In what remains one of my most popular essays on my blog, Myth, Reaction, Utopia, I surveyed the myths that have taken hold of politics in places such as the UK and US. I looked at the social democratic left’s postwar nostalgia, the irrationalist right’s prelapsarian nostalgia, and the liberal moderate nostalgia for the 90s. (I could easily add to that the nostalgia of many radicals for the failed revolts of the 70s.)
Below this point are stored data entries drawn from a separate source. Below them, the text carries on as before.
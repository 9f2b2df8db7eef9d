//! Environment variable parsing for configuration.
//!
//! Responsibilities:
//! - Read and parse `GLIDEPATH_*` environment variables.
//! - Apply environment variable values to a ConfigLoader instance.
//!
//! Invariants:
//! - Environment variables take precedence over config file values.
//! - Empty or whitespace-only environment variables are treated as unset.
//! - Invalid numeric or boolean values return ConfigError::InvalidValue.

use std::path::PathBuf;

use super::builder::ConfigLoader;
use super::error::ConfigError;
use crate::types::PointerStyle;

/// Read an environment variable, returning None if unset, empty, or whitespace-only.
/// Returns the trimmed value if present.
pub fn env_var_or_none(key: &str) -> Option<String> {
    std::env::var(key).ok().and_then(|s| {
        let trimmed = s.trim();
        if trimmed.is_empty() {
            None
        } else if trimmed.len() == s.len() {
            Some(s)
        } else {
            Some(trimmed.to_string())
        }
    })
}

fn parse_bool(var: &str, value: &str) -> Result<bool, ConfigError> {
    match value.to_ascii_lowercase().as_str() {
        "true" | "1" | "yes" | "on" => Ok(true),
        "false" | "0" | "no" | "off" => Ok(false),
        _ => Err(ConfigError::InvalidValue {
            var: var.to_string(),
            message: "must be true or false".to_string(),
        }),
    }
}

/// Apply environment variable configuration to the loader.
pub fn apply_env(loader: &mut ConfigLoader) -> Result<(), ConfigError> {
    if let Some(color) = env_var_or_none("GLIDEPATH_COLOR") {
        loader.set_color(Some(color));
    }
    if let Some(family) = env_var_or_none("GLIDEPATH_FONT_FAMILY") {
        loader.set_font_family(Some(family));
    }
    if let Some(size) = env_var_or_none("GLIDEPATH_FONT_SIZE") {
        loader.set_font_size(Some(size));
    }
    if let Some(speed) = env_var_or_none("GLIDEPATH_ANIMATION_SPEED") {
        let ms: u64 = speed.parse().map_err(|_| ConfigError::InvalidValue {
            var: "GLIDEPATH_ANIMATION_SPEED".to_string(),
            message: "must be a number of milliseconds".to_string(),
        })?;
        loader.set_animation_speed(Some(ms));
    }
    if let Some(size) = env_var_or_none("GLIDEPATH_POINTER_SIZE") {
        let px: u32 = size.parse().map_err(|_| ConfigError::InvalidValue {
            var: "GLIDEPATH_POINTER_SIZE".to_string(),
            message: "must be a whole number of pixels".to_string(),
        })?;
        loader.set_pointer_size(Some(px));
    }
    if let Some(style) = env_var_or_none("GLIDEPATH_POINTER_STYLE") {
        let style: PointerStyle = style.parse().map_err(|message| ConfigError::InvalidValue {
            var: "GLIDEPATH_POINTER_STYLE".to_string(),
            message,
        })?;
        loader.set_pointer_style(Some(style));
    }
    if let Some(enabled) = env_var_or_none("GLIDEPATH_KEYBOARD_NAVIGATION") {
        loader.set_keyboard_navigation(Some(parse_bool(
            "GLIDEPATH_KEYBOARD_NAVIGATION",
            &enabled,
        )?));
    }

    // Config path from environment (only if not already set via CLI)
    if loader.config_path().is_none()
        && let Some(path) = env_var_or_none("GLIDEPATH_CONFIG_PATH")
    {
        loader.set_config_path(Some(PathBuf::from(path)));
    }

    Ok(())
}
I counterposed to these nostalgias a forward-looking, rational myth, rooted in the hope for freedom embodied in Marx’s philosophy through the lens of Erich Fromm. (The kind of utopian imagination celebrated in the writings of Ernst Bloch, on whom I have been engaged in a close reading.) But here, in the aftermath of a Labour Party conference that was the political equivalent of a zombie horror movie, I want to zero in on a nostalgia that is amongst the strangest of them all, the nostalgia of the centre, of The New. About them I previously wrote:

This myth looks, on the surface, like the least irreal, but that is only because it has the weight of received opinion. A return to the 90s that does not factor in the full threat of climate change or low-profitability, and ignores worker activism everywhere from China to India, as much as it does mass movements like BLM at home. Indeed, it is arguably far more detached and unmoored than the dream of a new Keynesianism, which for all its practical faults does posit itself in response to worker demands. What centrism owns are institutions well suited to its goals and, although it will fail to wield power, it can both seize and wield it more convincingly than others of these mythologists.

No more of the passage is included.